Fabrizio De Meis, general manager del Cocorico‘ in conferenza stampa a Roma ha commentato la misura denunciando: “Chiudere un’azienda per quattro mesi, soprattutto in questo periodo, significa decretarne la chiusura definitiva”. “Duecento famiglie si troveranno senza lavoro, senza che questo significhi aver combattuto davvero lo sballo e la droga. E  aggiunge: “Io mi auguro che si trovi una soluzione prima che sia troppo tardi. Noi abbiamo proposto di fare un tampone a chiunque entra nel locale. In caso contrario”, se non c’e’ uno stop alla sospensione, “dobbiamo alzare bandiera bianca”.

In effetti viene da domandarsi come mai venga chiuso solo quel locale. E solo dopo la morte di un giovane. Visto che, purtroppo, la diffusione delle sostanze illegali avviene ovunque ci sia della potenziale clientela. Insomma ci si chiede: se sia giusto penalizzare un locale per il comportamento dei suoi ospiti.

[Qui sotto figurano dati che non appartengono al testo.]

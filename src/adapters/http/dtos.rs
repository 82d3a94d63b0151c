use chrono::NaiveDate;
use lazy_static::lazy_static;
use regex::Regex;
use rust_decimal::Decimal;
use serde::{Deserialize, Serialize};
use validator::Validate;

use crate::application::common::LocationInput;
use crate::application::company::{CompanyProfileInput, CreateCompanyCommand, UpdateCompanyCommand};
use crate::application::invoice::{
  ChangeInvoiceStatusCommand, CreateInvoiceFromJobCommand, CreateSelfInvoiceCommand,
  ListInvoicesCommand,
};
use crate::application::job::{
  AssignCarrierCommand, CreateJobCommand, ListJobsCommand, RecordPodCommand,
  TransitionJobCommand, UpdateJobCommand,
};

lazy_static! {
  /// UK-style postcode: outward code, optional space, inward code
  static ref POSTCODE_RE: Regex =
    Regex::new(r"(?i)^[A-Z]{1,2}[0-9][A-Z0-9]?\s*[0-9][A-Z]{2}$").expect("valid postcode regex");
  static ref COUNTRY_RE: Regex = Regex::new(r"^[A-Za-z]{2}$").expect("valid country regex");
}

/// Address block used for pickup, delivery and company addresses
#[derive(Debug, Clone, Deserialize, Validate)]
#[serde(deny_unknown_fields)]
pub struct LocationDto {
  #[validate(length(min = 1, max = 255, message = "Address is required"))]
  pub address: String,

  #[validate(length(min = 1, max = 100, message = "City is required"))]
  pub city: String,

  #[validate(regex(path = *POSTCODE_RE, message = "Postcode is not valid"))]
  pub postcode: String,

  #[validate(regex(path = *COUNTRY_RE, message = "Country must be a two-letter code"))]
  pub country: Option<String>,
}

impl From<LocationDto> for LocationInput {
  fn from(dto: LocationDto) -> Self {
    LocationInput {
      address: dto.address,
      city: dto.city,
      postcode: dto.postcode,
      country: dto.country,
    }
  }
}

// ---------------------------------------------------------------------------
// Jobs
// ---------------------------------------------------------------------------

#[derive(Debug, Clone, Deserialize, Validate)]
#[serde(deny_unknown_fields)]
pub struct CreateJobRequest {
  #[validate(length(min = 1, max = 64, message = "Reference must be 1-64 characters"))]
  pub reference: Option<String>,

  pub priority: Option<String>,

  pub customer_id: Option<String>,

  #[validate(nested)]
  pub pickup: LocationDto,

  #[validate(nested)]
  pub delivery: LocationDto,

  pub pickup_date: Option<NaiveDate>,
  pub delivery_date: Option<NaiveDate>,

  pub value: Decimal,

  #[validate(length(equal = 3, message = "Currency must be a three-letter code"))]
  pub currency: Option<String>,

  pub agreed_cost_gbp: Option<Decimal>,

  #[validate(length(max = 2000, message = "Notes must be at most 2000 characters"))]
  pub notes: Option<String>,
}

impl From<CreateJobRequest> for CreateJobCommand {
  fn from(request: CreateJobRequest) -> Self {
    CreateJobCommand {
      reference: request.reference,
      priority: request.priority,
      customer_id: request.customer_id,
      pickup: request.pickup.into(),
      delivery: request.delivery.into(),
      pickup_date: request.pickup_date,
      delivery_date: request.delivery_date,
      value: request.value,
      currency: request.currency,
      agreed_cost_gbp: request.agreed_cost_gbp,
      notes: request.notes,
    }
  }
}

/// Partial update; absent fields are left alone. The reference and status
/// are not accepted here.
#[derive(Debug, Clone, Default, Deserialize, Validate)]
#[serde(deny_unknown_fields)]
pub struct UpdateJobRequest {
  pub priority: Option<String>,

  #[validate(nested)]
  pub pickup: Option<LocationDto>,

  #[validate(nested)]
  pub delivery: Option<LocationDto>,

  pub pickup_date: Option<NaiveDate>,
  pub delivery_date: Option<NaiveDate>,
  pub value: Option<Decimal>,

  #[validate(length(equal = 3, message = "Currency must be a three-letter code"))]
  pub currency: Option<String>,

  pub agreed_cost_gbp: Option<Decimal>,

  #[validate(length(min = 1, max = 64))]
  pub vehicle_id: Option<String>,

  #[validate(length(min = 1, max = 64))]
  pub driver_id: Option<String>,

  #[validate(length(max = 2000, message = "Notes must be at most 2000 characters"))]
  pub notes: Option<String>,
}

impl UpdateJobRequest {
  pub fn into_command(self, job_id: String) -> UpdateJobCommand {
    UpdateJobCommand {
      job_id,
      priority: self.priority,
      pickup: self.pickup.map(Into::into),
      delivery: self.delivery.map(Into::into),
      pickup_date: self.pickup_date,
      delivery_date: self.delivery_date,
      value: self.value,
      currency: self.currency,
      agreed_cost_gbp: self.agreed_cost_gbp,
      vehicle_id: self.vehicle_id,
      driver_id: self.driver_id,
      notes: self.notes,
    }
  }
}

#[derive(Debug, Clone, Deserialize, Validate)]
#[serde(deny_unknown_fields)]
pub struct AssignCarrierRequest {
  #[validate(length(min = 1, message = "Carrier is required"))]
  pub carrier_id: String,

  #[validate(length(min = 1, max = 64))]
  pub vehicle_id: Option<String>,

  #[validate(length(min = 1, max = 64))]
  pub driver_id: Option<String>,
}

impl AssignCarrierRequest {
  pub fn into_command(self, job_id: String) -> AssignCarrierCommand {
    AssignCarrierCommand {
      job_id,
      carrier_id: self.carrier_id,
      vehicle_id: self.vehicle_id,
      driver_id: self.driver_id,
    }
  }
}

#[derive(Debug, Clone, Deserialize, Validate)]
#[serde(deny_unknown_fields)]
pub struct RecordPodRequest {
  #[validate(length(min = 1, max = 255, message = "Document id is required"))]
  pub document_id: String,
}

impl RecordPodRequest {
  pub fn into_command(self, job_id: String) -> RecordPodCommand {
    RecordPodCommand {
      job_id,
      document_id: self.document_id,
    }
  }
}

#[derive(Debug, Clone, Deserialize, Validate)]
#[serde(deny_unknown_fields)]
pub struct TransitionJobRequest {
  #[validate(length(min = 1, message = "Target status is required"))]
  pub to: String,

  #[validate(length(max = 2000))]
  pub issue_details: Option<String>,
}

impl TransitionJobRequest {
  pub fn into_command(self, job_id: String) -> TransitionJobCommand {
    TransitionJobCommand {
      job_id,
      to: self.to,
      issue_details: self.issue_details,
    }
  }
}

#[derive(Debug, Clone, Default, Deserialize)]
pub struct ListJobsQuery {
  pub status: Option<String>,
  pub customer_id: Option<String>,
  pub carrier_id: Option<String>,
}

impl From<ListJobsQuery> for ListJobsCommand {
  fn from(query: ListJobsQuery) -> Self {
    ListJobsCommand {
      status: query.status,
      customer_id: query.customer_id,
      carrier_id: query.carrier_id,
    }
  }
}

// ---------------------------------------------------------------------------
// Invoices
// ---------------------------------------------------------------------------

#[derive(Debug, Clone, Default, Deserialize, Validate)]
#[serde(deny_unknown_fields)]
pub struct CreateInvoiceFromJobRequest {
  pub tax_rate_percent: Option<Decimal>,

  #[validate(range(max = 365, message = "Payment terms cannot exceed 365 days"))]
  pub payment_term_days: Option<u32>,

  pub invoice_date: Option<NaiveDate>,
}

impl CreateInvoiceFromJobRequest {
  pub fn into_command(self, job_id: String) -> CreateInvoiceFromJobCommand {
    CreateInvoiceFromJobCommand {
      job_id,
      tax_rate_percent: self.tax_rate_percent,
      payment_term_days: self.payment_term_days,
      invoice_date: self.invoice_date,
    }
  }
}

#[derive(Debug, Clone, Deserialize, Validate)]
#[serde(deny_unknown_fields)]
pub struct CreateSelfInvoiceRequest {
  #[validate(length(min = 1, message = "Carrier is required"))]
  pub carrier_id: String,

  #[validate(length(min = 1, message = "At least one job is required"))]
  pub job_ids: Vec<String>,

  pub period_start: NaiveDate,
  pub period_end: NaiveDate,
}

impl From<CreateSelfInvoiceRequest> for CreateSelfInvoiceCommand {
  fn from(request: CreateSelfInvoiceRequest) -> Self {
    CreateSelfInvoiceCommand {
      carrier_id: request.carrier_id,
      job_ids: request.job_ids,
      period_start: request.period_start,
      period_end: request.period_end,
    }
  }
}

#[derive(Debug, Clone, Deserialize, Validate)]
#[serde(deny_unknown_fields)]
pub struct ChangeInvoiceStatusRequest {
  #[validate(length(min = 1, message = "Status is required"))]
  pub status: String,
}

impl ChangeInvoiceStatusRequest {
  pub fn into_command(self, invoice_id: String) -> ChangeInvoiceStatusCommand {
    ChangeInvoiceStatusCommand {
      invoice_id,
      new_status: self.status,
    }
  }
}

#[derive(Debug, Clone, Default, Deserialize)]
#[serde(deny_unknown_fields)]
pub struct MarkOverdueRequest {
  /// Sweep as of this date instead of today
  pub as_of: Option<NaiveDate>,
}

#[derive(Debug, Clone, Default, Deserialize)]
pub struct ListInvoicesQuery {
  pub status: Option<String>,
  pub kind: Option<String>,
  pub company_id: Option<String>,
}

impl From<ListInvoicesQuery> for ListInvoicesCommand {
  fn from(query: ListInvoicesQuery) -> Self {
    ListInvoicesCommand {
      status: query.status,
      kind: query.kind,
      company_id: query.company_id,
    }
  }
}

// ---------------------------------------------------------------------------
// Companies
// ---------------------------------------------------------------------------

#[derive(Debug, Clone, Deserialize, Validate)]
#[serde(deny_unknown_fields)]
pub struct CompanyProfileRequest {
  #[validate(length(min = 1, max = 255, message = "Name must be between 1 and 255 characters"))]
  pub name: String,

  pub credit_limit: Option<Decimal>,

  #[validate(length(max = 255))]
  pub contact_name: Option<String>,

  #[validate(email(message = "Invalid email format"))]
  pub contact_email: Option<String>,

  #[validate(length(max = 50))]
  pub contact_phone: Option<String>,

  #[validate(nested)]
  pub address: Option<LocationDto>,

  pub metadata: Option<serde_json::Value>,
}

impl From<CompanyProfileRequest> for CompanyProfileInput {
  fn from(request: CompanyProfileRequest) -> Self {
    CompanyProfileInput {
      name: request.name,
      credit_limit: request.credit_limit,
      contact_name: request.contact_name,
      contact_email: request.contact_email,
      contact_phone: request.contact_phone,
      address: request.address.map(Into::into),
      metadata: request.metadata,
    }
  }
}

#[derive(Debug, Clone, Deserialize, Validate)]
#[serde(deny_unknown_fields)]
pub struct CreateCompanyRequest {
  #[validate(length(min = 1, message = "Company type is required"))]
  pub company_type: String,

  #[validate(length(min = 1, max = 255, message = "Name must be between 1 and 255 characters"))]
  pub name: String,

  pub credit_limit: Option<Decimal>,

  #[validate(length(max = 255))]
  pub contact_name: Option<String>,

  #[validate(email(message = "Invalid email format"))]
  pub contact_email: Option<String>,

  #[validate(length(max = 50))]
  pub contact_phone: Option<String>,

  #[validate(nested)]
  pub address: Option<LocationDto>,

  pub metadata: Option<serde_json::Value>,
}

impl From<CreateCompanyRequest> for CreateCompanyCommand {
  fn from(request: CreateCompanyRequest) -> Self {
    CreateCompanyCommand {
      company_type: request.company_type,
      profile: CompanyProfileInput {
        name: request.name,
        credit_limit: request.credit_limit,
        contact_name: request.contact_name,
        contact_email: request.contact_email,
        contact_phone: request.contact_phone,
        address: request.address.map(Into::into),
        metadata: request.metadata,
      },
    }
  }
}

impl CompanyProfileRequest {
  pub fn into_update(self, company_id: String) -> UpdateCompanyCommand {
    UpdateCompanyCommand {
      company_id,
      profile: self.into(),
    }
  }
}

#[derive(Debug, Clone, Default, Deserialize)]
pub struct ListCompaniesQuery {
  #[serde(rename = "type")]
  pub company_type: Option<String>,
}

// ---------------------------------------------------------------------------
// Webhooks & misc
// ---------------------------------------------------------------------------

#[derive(Debug, Clone, Default, Deserialize)]
pub struct WebhookQuery {
  pub integration_id: Option<String>,
}

#[derive(Debug, Clone, Serialize)]
pub struct HealthResponse {
  pub status: &'static str,
  pub version: &'static str,
}

/// Standard error response
#[derive(Debug, Clone, Serialize)]
pub struct ErrorResponse {
  /// Error type/code
  pub error: String,

  /// Human-readable error message
  pub message: String,

  /// Optional detailed error information
  #[serde(skip_serializing_if = "Option::is_none")]
  pub details: Option<serde_json::Value>,
}

#[cfg(test)]
mod tests {
  use super::*;
  use crate::application::validation::FieldErrors;
  use rust_decimal_macros::dec;
  use serde_json::json;

  fn location() -> serde_json::Value {
    json!({"address": "1 Quay St", "city": "Leeds", "postcode": "LS1 4AP"})
  }

  #[test]
  fn test_create_job_request_valid() {
    let request: CreateJobRequest = serde_json::from_value(json!({
      "pickup": location(),
      "delivery": {"address": "2 Dock Rd", "city": "Bristol", "postcode": "bs16qa", "country": "gb"},
      "value": "1000.00",
      "agreed_cost_gbp": 650
    }))
    .unwrap();

    assert!(request.validate().is_ok());
    let command = CreateJobCommand::from(request);
    assert_eq!(command.value, dec!(1000.00));
    assert_eq!(command.delivery.country.as_deref(), Some("gb"));
  }

  #[test]
  fn test_nested_location_errors_are_keyed_by_path() {
    let request: CreateJobRequest = serde_json::from_value(json!({
      "pickup": {"address": "1 Quay St", "city": "", "postcode": "NOT A POSTCODE"},
      "delivery": location(),
      "value": 10
    }))
    .unwrap();

    let errors = FieldErrors::from(&request.validate().unwrap_err());
    assert_eq!(errors.get("pickup.city").unwrap(), ["City is required"]);
    assert_eq!(
      errors.get("pickup.postcode").unwrap(),
      ["Postcode is not valid"]
    );
    assert!(errors.get("delivery.city").is_none());
  }

  #[test]
  fn test_unknown_fields_are_rejected() {
    let result: Result<UpdateJobRequest, _> =
      serde_json::from_value(json!({"job_reference": "JOB-1"}));
    assert!(result.is_err());

    let result: Result<UpdateJobRequest, _> = serde_json::from_value(json!({"status": "finished"}));
    assert!(result.is_err());
  }

  #[test]
  fn test_self_invoice_request_requires_jobs() {
    let request: CreateSelfInvoiceRequest = serde_json::from_value(json!({
      "carrier_id": "carrier_1",
      "job_ids": [],
      "period_start": "2026-10-01",
      "period_end": "2026-10-31"
    }))
    .unwrap();

    let errors = FieldErrors::from(&request.validate().unwrap_err());
    assert_eq!(
      errors.first_message(),
      Some("At least one job is required")
    );
  }

  #[test]
  fn test_create_company_request_validates_contact() {
    let request: CreateCompanyRequest = serde_json::from_value(json!({
      "company_type": "carrier",
      "name": "Pennine Haulage",
      "contact_email": "not-an-email"
    }))
    .unwrap();

    let errors = FieldErrors::from(&request.validate().unwrap_err());
    assert_eq!(
      errors.get("contact_email").unwrap(),
      ["Invalid email format"]
    );

    let command = CreateCompanyCommand::from(request);
    assert_eq!(command.profile.name, "Pennine Haulage");
  }
}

La pensa così lo speaker Radio Globo Gabry Venus che sul caso spiega: “La discoteca è semplicemente un contenitore. Inoltre i controlli e i provvedimenti  non possono arrivare solo dopo un episodio così grave. La questione vera è come mai un ragazzo senta l’esigenza di fare uso di queste sostanze per completare il divertimento della serata.”

Colpisce, però, la pronta reazione del popolo delle piste che nel giro di poche ore si è organizzato per salvare il locale. Ognuno con la soluzione pronta: dall’uso dei cani antidroga ai controlli sulla maggiore età per chi entra. Sulla pagina face book del locale c’è chi non usa mezzi termini: “Con tutto il rispetto per il ragazzo, ma davvero pensate che la chiusura del locale risolva la questione ecstasy????…….Spero che il Cocoricò espatri in lidi dove la meschinità non sia di casa……qui ci meritiamo solo il nulla……chi lo scrive ha 52 anni”. Oppure: “Ma quindi se uno si fa pesante, va al supermercato, e muore al supermercato, chiudono il supermercato per 4 mesi?”. Tra i tanti post  spiccano i messaggi diretti allo staff:  “Solidarietà per quelli che ci rimetteranno di più: tutto lo staff del Cocoricò!! A presto!”.  Insomma  pare che in questi giorni di estate tutto possa accadere ma che nessuno tocchi il divertimento.  Costi quel che costi.